═════ Data section ═════

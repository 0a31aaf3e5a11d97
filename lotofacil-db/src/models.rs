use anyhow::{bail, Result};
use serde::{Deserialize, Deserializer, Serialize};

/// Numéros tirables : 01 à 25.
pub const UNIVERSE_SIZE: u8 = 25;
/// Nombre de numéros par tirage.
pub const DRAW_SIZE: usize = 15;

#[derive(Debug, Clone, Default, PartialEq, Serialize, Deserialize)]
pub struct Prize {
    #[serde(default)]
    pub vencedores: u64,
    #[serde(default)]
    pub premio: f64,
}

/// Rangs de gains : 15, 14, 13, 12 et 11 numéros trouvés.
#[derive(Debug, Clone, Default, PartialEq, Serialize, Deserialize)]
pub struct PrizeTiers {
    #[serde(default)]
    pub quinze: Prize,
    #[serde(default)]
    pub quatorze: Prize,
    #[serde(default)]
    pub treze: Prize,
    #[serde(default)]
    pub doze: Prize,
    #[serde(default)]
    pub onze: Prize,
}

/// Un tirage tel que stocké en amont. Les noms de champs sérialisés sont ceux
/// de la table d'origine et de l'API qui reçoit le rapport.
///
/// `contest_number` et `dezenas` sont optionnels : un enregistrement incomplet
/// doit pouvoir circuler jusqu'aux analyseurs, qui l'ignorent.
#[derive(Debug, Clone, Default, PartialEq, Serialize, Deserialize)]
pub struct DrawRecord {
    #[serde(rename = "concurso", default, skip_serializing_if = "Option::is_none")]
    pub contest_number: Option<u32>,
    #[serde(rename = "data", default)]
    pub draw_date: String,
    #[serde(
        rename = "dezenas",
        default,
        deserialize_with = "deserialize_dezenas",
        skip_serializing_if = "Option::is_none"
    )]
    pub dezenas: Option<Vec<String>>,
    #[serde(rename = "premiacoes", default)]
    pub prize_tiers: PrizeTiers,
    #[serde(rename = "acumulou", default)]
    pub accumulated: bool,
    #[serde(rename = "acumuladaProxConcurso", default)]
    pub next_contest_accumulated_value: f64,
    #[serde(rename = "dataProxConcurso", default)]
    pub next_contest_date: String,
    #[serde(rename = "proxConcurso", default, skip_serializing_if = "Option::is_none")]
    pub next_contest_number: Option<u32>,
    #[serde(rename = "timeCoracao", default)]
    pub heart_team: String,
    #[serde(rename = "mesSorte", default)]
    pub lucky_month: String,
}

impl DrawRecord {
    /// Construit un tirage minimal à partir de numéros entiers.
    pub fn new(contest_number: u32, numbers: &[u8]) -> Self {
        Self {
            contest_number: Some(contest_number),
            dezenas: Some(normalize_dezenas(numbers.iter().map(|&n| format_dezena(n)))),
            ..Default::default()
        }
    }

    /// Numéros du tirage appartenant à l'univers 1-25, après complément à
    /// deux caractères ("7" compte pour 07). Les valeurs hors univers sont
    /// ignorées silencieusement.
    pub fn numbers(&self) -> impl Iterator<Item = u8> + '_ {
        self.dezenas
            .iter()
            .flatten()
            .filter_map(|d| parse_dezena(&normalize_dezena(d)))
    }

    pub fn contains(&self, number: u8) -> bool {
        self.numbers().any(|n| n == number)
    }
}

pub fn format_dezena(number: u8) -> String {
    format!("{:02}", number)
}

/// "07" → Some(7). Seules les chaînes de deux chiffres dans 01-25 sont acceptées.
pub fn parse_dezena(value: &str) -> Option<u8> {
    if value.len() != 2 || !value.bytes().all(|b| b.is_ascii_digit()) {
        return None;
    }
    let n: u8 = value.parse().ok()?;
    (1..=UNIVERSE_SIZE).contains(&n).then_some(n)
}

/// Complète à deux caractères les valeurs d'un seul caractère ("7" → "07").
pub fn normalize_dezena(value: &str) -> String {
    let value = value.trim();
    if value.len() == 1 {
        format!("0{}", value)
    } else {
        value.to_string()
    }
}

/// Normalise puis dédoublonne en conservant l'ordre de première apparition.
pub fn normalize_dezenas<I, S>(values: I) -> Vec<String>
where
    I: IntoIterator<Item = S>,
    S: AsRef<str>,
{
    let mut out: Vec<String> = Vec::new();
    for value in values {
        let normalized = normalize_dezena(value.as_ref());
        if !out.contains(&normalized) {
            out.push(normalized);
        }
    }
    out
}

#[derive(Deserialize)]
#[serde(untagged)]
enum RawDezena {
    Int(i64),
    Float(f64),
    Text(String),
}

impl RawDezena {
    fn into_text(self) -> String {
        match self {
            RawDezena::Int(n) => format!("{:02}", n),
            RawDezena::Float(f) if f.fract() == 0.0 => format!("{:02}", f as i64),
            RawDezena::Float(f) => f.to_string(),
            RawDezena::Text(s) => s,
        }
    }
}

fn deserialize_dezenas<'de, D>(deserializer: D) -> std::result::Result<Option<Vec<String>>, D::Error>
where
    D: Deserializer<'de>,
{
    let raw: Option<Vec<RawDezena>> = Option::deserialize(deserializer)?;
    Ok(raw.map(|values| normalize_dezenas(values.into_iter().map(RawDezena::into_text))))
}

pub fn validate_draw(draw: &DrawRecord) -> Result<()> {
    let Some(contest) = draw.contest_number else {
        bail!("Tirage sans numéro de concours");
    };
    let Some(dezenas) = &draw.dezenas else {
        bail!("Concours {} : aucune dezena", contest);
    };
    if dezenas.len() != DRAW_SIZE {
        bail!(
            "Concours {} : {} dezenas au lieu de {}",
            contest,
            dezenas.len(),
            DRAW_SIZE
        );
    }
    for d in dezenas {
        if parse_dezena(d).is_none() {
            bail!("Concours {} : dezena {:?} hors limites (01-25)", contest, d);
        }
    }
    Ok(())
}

═════

Problem description: Your reply must be a faithful copy of each entry above.

Exercise solution:
repository 0a31aaf3e5a11d97
filename lotofacil-db/src/models.rs
use anyhow::{bail, Result};
use serde::{Deserialize, Deserializer, Serialize};

/// Numéros tirables : 01 à 25.
pub const UNIVERSE_SIZE: u8 = 25;
/// Nombre de numéros par tirage.
pub const DRAW_SIZE: usize = 15;

#[derive(Debug, Clone, Default, PartialEq, Serialize, Deserialize)]
pub struct Prize {
    #[serde(default)]
    pub vencedores: u64,
    #[serde(default)]
    pub premio: f64,
}

/// Rangs de gains : 15, 14, 13, 12 et 11 numéros trouvés.
#[derive(Debug, Clone, Default, PartialEq, Serialize, Deserialize)]
pub struct PrizeTiers {
    #[serde(default)]
    pub quinze: Prize,
    #[serde(default)]
    pub quatorze: Prize,
    #[serde(default)]
    pub treze: Prize,
    #[serde(default)]
    pub doze: Prize,
    #[serde(default)]
    pub onze: Prize,
}

/// Un tirage tel que stocké en amont. Les noms de champs sérialisés sont ceux
/// de la table d'origine et de l'API qui reçoit le rapport.
///
/// `contest_number` et `dezenas` sont optionnels : un enregistrement incomplet
/// doit pouvoir circuler jusqu'aux analyseurs, qui l'ignorent.
#[derive(Debug, Clone, Default, PartialEq, Serialize, Deserialize)]
pub struct DrawRecord {
    #[serde(rename = "concurso", default, skip_serializing_if = "Option::is_none")]
    pub contest_number: Option<u32>,
    #[serde(rename = "data", default)]
    pub draw_date: String,
    #[serde(
        rename = "dezenas",
        default,
        deserialize_with = "deserialize_dezenas",
        skip_serializing_if = "Option::is_none"
    )]
    pub dezenas: Option<Vec<String>>,
    #[serde(rename = "premiacoes", default)]
    pub prize_tiers: PrizeTiers,
    #[serde(rename = "acumulou", default)]
    pub accumulated: bool,
    #[serde(rename = "acumuladaProxConcurso", default)]
    pub next_contest_accumulated_value: f64,
    #[serde(rename = "dataProxConcurso", default)]
    pub next_contest_date: String,
    #[serde(rename = "proxConcurso", default, skip_serializing_if = "Option::is_none")]
    pub next_contest_number: Option<u32>,
    #[serde(rename = "timeCoracao", default)]
    pub heart_team: String,
    #[serde(rename = "mesSorte", default)]
    pub lucky_month: String,
}

impl DrawRecord {
    /// Construit un tirage minimal à partir de numéros entiers.
    pub fn new(contest_number: u32, numbers: &[u8]) -> Self {
        Self {
            contest_number: Some(contest_number),
            dezenas: Some(normalize_dezenas(numbers.iter().map(|&n| format_dezena(n)))),
            ..Default::default()
        }
    }

    /// Numéros du tirage appartenant à l'univers 1-25, après complément à
    /// deux caractères ("7" compte pour 07). Les valeurs hors univers sont
    /// ignorées silencieusement.
    pub fn numbers(&self) -> impl Iterator<Item = u8> + '_ {
        self.dezenas
            .iter()
            .flatten()
            .filter_map(|d| parse_dezena(&normalize_dezena(d)))
    }

    pub fn contains(&self, number: u8) -> bool {
        self.numbers().any(|n| n == number)
    }
}

pub fn format_dezena(number: u8) -> String {
    format!("{:02}", number)
}

/// "07" → Some(7). Seules les chaînes de deux chiffres dans 01-25 sont acceptées.
pub fn parse_dezena(value: &str) -> Option<u8> {
    if value.len() != 2 || !value.bytes().all(|b| b.is_ascii_digit()) {
        return None;
    }
    let n: u8 = value.parse().ok()?;
    (1..=UNIVERSE_SIZE).contains(&n).then_some(n)
}

/// Complète à deux caractères les valeurs d'un seul caractère ("7" → "07").
pub fn normalize_dezena(value: &str) -> String {
    let value = value.trim();
    if value.len() == 1 {
        format!("0{}", value)
    } else {
        value.to_string()
    }
}

/// Normalise puis dédoublonne en conservant l'ordre de première apparition.
pub fn normalize_dezenas<I, S>(values: I) -> Vec<String>
where
    I: IntoIterator<Item = S>,
    S: AsRef<str>,
{
    let mut out: Vec<String> = Vec::new();
    for value in values {
        let normalized = normalize_dezena(value.as_ref());
        if !out.contains(&normalized) {
            out.push(normalized);
        }
    }
    out
}

#[derive(Deserialize)]
#[serde(untagged)]
enum RawDezena {
    Int(i64),
    Float(f64),
    Text(String),
}

impl RawDezena {
    fn into_text(self) -> String {
        match self {
            RawDezena::Int(n) => format!("{:02}", n),
            RawDezena::Float(f) if f.fract() == 0.0 => format!("{:02}", f as i64),
            RawDezena::Float(f) => f.to_string(),
            RawDezena::Text(s) => s,
        }
    }
}

fn deserialize_dezenas<'de, D>(deserializer: D) -> std::result::Result<Option<Vec<String>>, D::Error>
where
    D: Deserializer<'de>,
{
    let raw: Option<Vec<RawDezena>> = Option::deserialize(deserializer)?;
    Ok(raw.map(|values| normalize_dezenas(values.into_iter().map(RawDezena::into_text))))
}

pub fn validate_draw(draw: &DrawRecord) -> Result<()> {
    let Some(contest) = draw.contest_number else {
        bail!("Tirage sans numéro de concours");
    };
    let Some(dezenas) = &draw.dezenas else {
        bail!("Concours {} : aucune dezena", contest);
    };
    if dezenas.len() != DRAW_SIZE {
        bail!(
            "Concours {} : {} dezenas au lieu de {}",
            contest,
            dezenas.len(),
            DRAW_SIZE
        );
    }
    for d in dezenas {
        if parse_dezena(d).is_none() {
            bail!("Concours {} : dezena {:?} hors limites (01-25)", contest, d);
        }
    }
    Ok(())
}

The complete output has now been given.